Das BAG hat ausdrücklich festgestellt, dass an dieser Voraussetzung festgehalten wird und dass die Organisation und Konzeption der Wohngemeinschaften der Beklagten diese Voraussetzungen erfüllen. Da die Tarifvorschrift keine quantitativen Anforderungen stellt, kann jedenfalls für eine Wohngemeinschaft mit vier bis sieben Behinderten der Heimcharakter bejaht werden. Entscheidend sei nicht unbedingt die Gesamtverantwortung für die tägliche Lebensführung der Behinderten, welche noch für das Landesarbeitsgericht entscheidend war, der Klage stattzugeben. Das BAG hat klargestellt, dass eine Heimordnung auch dann vorliegt, wenn Ordnung und Regeln bestehen, die nicht notwendigerweise als „Heimordnung“ bezeichnet werden. Entscheidend ist, dass die Heimleitung Vorgaben allgemeiner Art macht. Es kommt auch nicht darauf an, ob die Aufsichts- und Kontrollrechte sowie die Ordnungselemente aus vertraglichen Vereinbarungen oder den selbstgesetzten Aufgaben oder gesetzlichen Vorgaben geschuldet sind. Gerade bei der Bewertung der Konzeptionen ergibt sich die Beschränkung der Selbstbestimmung für die Wohngemeinschaftsbewohner und die daraus zu schließende vorgegebene Ordnung. Gerade deshalb, weil die Bewohner nicht in der Lage sind eigenverantwortlich ihre Belange selbst zu regeln, bedarf es der begleitenden Strukturierung und Erziehung durch den Kläger und seinen Kollegen.

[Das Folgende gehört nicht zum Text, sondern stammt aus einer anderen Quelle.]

//! Per-run conversation state for the two debaters.
//!
//! Remote agents retain their own context between turns; all the core keeps is
//! the opaque context id each agent handed back and whether a session was
//! started. That bookkeeping lives in a [`SessionStore`] keyed by
//! `(RunId, DebaterRole)`, so a single store can back any number of concurrent
//! runs without one run ever seeing another run's sessions.
//!
//! A [`ConversationChannel`] is the run-scoped view over the store. Its
//! [`reset`](ConversationChannel::reset) drops every session of that run and
//! nothing else.

use crate::debatejudge::request::DebaterRole;
use log::{debug, warn};
use serde::{Deserialize, Serialize};
use std::collections::HashMap;
use std::fmt;
use std::sync::atomic::{AtomicUsize, Ordering};
use std::sync::{Arc, Mutex, MutexGuard};
use uuid::Uuid;

/// Identifier of a single debate run.
#[derive(Debug, Clone, Copy, PartialEq, Eq, Hash, PartialOrd, Ord, Serialize, Deserialize)]
#[serde(transparent)]
pub struct RunId(Uuid);

impl RunId {
    pub fn new() -> Self {
        RunId(Uuid::new_v4())
    }

    pub fn as_uuid(&self) -> &Uuid {
        &self.0
    }
}

impl Default for RunId {
    fn default() -> Self {
        Self::new()
    }
}

impl From<Uuid> for RunId {
    fn from(id: Uuid) -> Self {
        RunId(id)
    }
}

impl fmt::Display for RunId {
    fn fmt(&self, f: &mut fmt::Formatter<'_>) -> fmt::Result {
        write!(f, "{}", self.0)
    }
}

/// What the core remembers about one debater's remote session.
#[derive(Debug, Clone, Default, PartialEq, Eq)]
pub struct ConversationState {
    /// Context id returned by the remote agent, if it supplied one.
    pub context_id: Option<String>,
    pub started: bool,
    /// Replies received in this session.
    pub turns: usize,
}

/// Session bookkeeping shared by every run of a process.
#[derive(Debug, Default)]
pub struct SessionStore {
    sessions: Mutex<HashMap<(RunId, DebaterRole), ConversationState>>,
}

impl SessionStore {
    pub fn new() -> Self {
        Self::default()
    }

    fn sessions(&self) -> MutexGuard<'_, HashMap<(RunId, DebaterRole), ConversationState>> {
        // The map holds plain data; a panic elsewhere cannot leave it half-written.
        self.sessions
            .lock()
            .unwrap_or_else(|poisoned| poisoned.into_inner())
    }

    pub fn get(&self, run_id: RunId, role: DebaterRole) -> Option<ConversationState> {
        self.sessions().get(&(run_id, role)).cloned()
    }

    /// Replace the role's session with a fresh one.
    pub fn start(&self, run_id: RunId, role: DebaterRole, context_id: Option<String>) {
        self.sessions().insert(
            (run_id, role),
            ConversationState {
                context_id,
                started: true,
                turns: 1,
            },
        );
    }

    /// Record another reply in an existing session.
    ///
    /// A reply without a context id keeps the one already on file.
    pub fn advance(&self, run_id: RunId, role: DebaterRole, context_id: Option<String>) {
        let mut sessions = self.sessions();
        let state = sessions.entry((run_id, role)).or_default();
        state.started = true;
        state.turns += 1;
        if context_id.is_some() {
            state.context_id = context_id;
        }
    }

    /// Remove every session belonging to `run_id`, returning how many were dropped.
    pub fn clear_run(&self, run_id: RunId) -> usize {
        let mut sessions = self.sessions();
        let before = sessions.len();
        sessions.retain(|(run, _), _| *run != run_id);
        before - sessions.len()
    }

    pub fn sessions_for(&self, run_id: RunId) -> usize {
        self.sessions()
            .keys()
            .filter(|(run, _)| *run == run_id)
            .count()
    }

    pub fn len(&self) -> usize {
        self.sessions().len()
    }

    pub fn is_empty(&self) -> bool {
        self.sessions().is_empty()
    }
}

/// Run-scoped handle on the two debaters' sessions.
///
/// Cloning is cheap and clones share the same reset counter, which lets a
/// caller verify that cleanup ran.
#[derive(Debug, Clone)]
pub struct ConversationChannel {
    run_id: RunId,
    store: Arc<SessionStore>,
    resets: Arc<AtomicUsize>,
}

impl ConversationChannel {
    pub fn new(run_id: RunId, store: Arc<SessionStore>) -> Self {
        Self {
            run_id,
            store,
            resets: Arc::new(AtomicUsize::new(0)),
        }
    }

    /// A channel over a private store, for single-run use.
    pub fn standalone() -> Self {
        Self::new(RunId::new(), Arc::new(SessionStore::new()))
    }

    pub fn run_id(&self) -> RunId {
        self.run_id
    }

    pub fn state(&self, role: DebaterRole) -> Option<ConversationState> {
        self.store.get(self.run_id, role)
    }

    pub fn begin(&self, role: DebaterRole, context_id: Option<String>) {
        self.store.start(self.run_id, role, context_id);
    }

    pub fn advance(&self, role: DebaterRole, context_id: Option<String>) {
        self.store.advance(self.run_id, role, context_id);
    }

    /// Release all session state of this run. Idempotent.
    pub fn reset(&self) {
        let dropped = self.store.clear_run(self.run_id);
        self.resets.fetch_add(1, Ordering::SeqCst);
        debug!(
            "run {}: conversation reset ({} session(s) released)",
            self.run_id, dropped
        );
    }

    /// Number of times [`reset`](Self::reset) has been called on this channel or its clones.
    pub fn reset_count(&self) -> usize {
        self.resets.load(Ordering::SeqCst)
    }

    pub fn is_empty(&self) -> bool {
        self.store.sessions_for(self.run_id) == 0
    }

    /// Guard that resets the channel exactly once when the run scope ends.
    pub fn cleanup_guard(&self) -> CleanupGuard {
        CleanupGuard {
            channel: self.clone(),
            finished: false,
        }
    }
}

/// Resets its channel on [`finish`](CleanupGuard::finish), or on drop if the
/// run was abandoned before reaching it.
#[must_use = "dropping the guard immediately resets the conversation"]
pub struct CleanupGuard {
    channel: ConversationChannel,
    finished: bool,
}

impl CleanupGuard {
    pub fn finish(mut self) {
        self.finished = true;
        self.channel.reset();
    }
}

impl Drop for CleanupGuard {
    fn drop(&mut self) {
        if !self.finished {
            warn!(
                "run {}: abandoned before completion, releasing sessions",
                self.channel.run_id()
            );
            self.channel.reset();
        }
    }
}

Hierzu gehört auch, dass beispielsweise hauswirtschaftliche Arbeiten, wie Einkaufen, Kochen, Küchendienst, Waschen und Putzen, arbeitsteilig von den Bewohnern mit zu erledigen sind. Die hierzu erteilten Hinweise und der von den Erziehern ausgeübte Druck, das gemeinsame Leben in der Wohngemeinschaft durch die Bewohner aktiv mit zu gestalten, führt zur Erfüllung der hier verlangten Voraussetzung einer vorgegebenen Ordnung. Insbesondere kommt es nicht darauf an, ob die eine WG eine selbstgesetzte „WG-Ordnung“ aufstellt und die andere nicht. Es sind die vielen kleinen Dinge des Alltags, die hier zu einer Begrenzung der freien Entfaltung der Bewohner durch die vorgegebene Ordnung führen, so dass die Voraussetzung als erfüllt anzusehen ist und den Wohngemeinschaften der Heimcharakter nicht abgesprochen werden kann. Damit stand dem Kläger und seinen Kollegen die Zulage zu.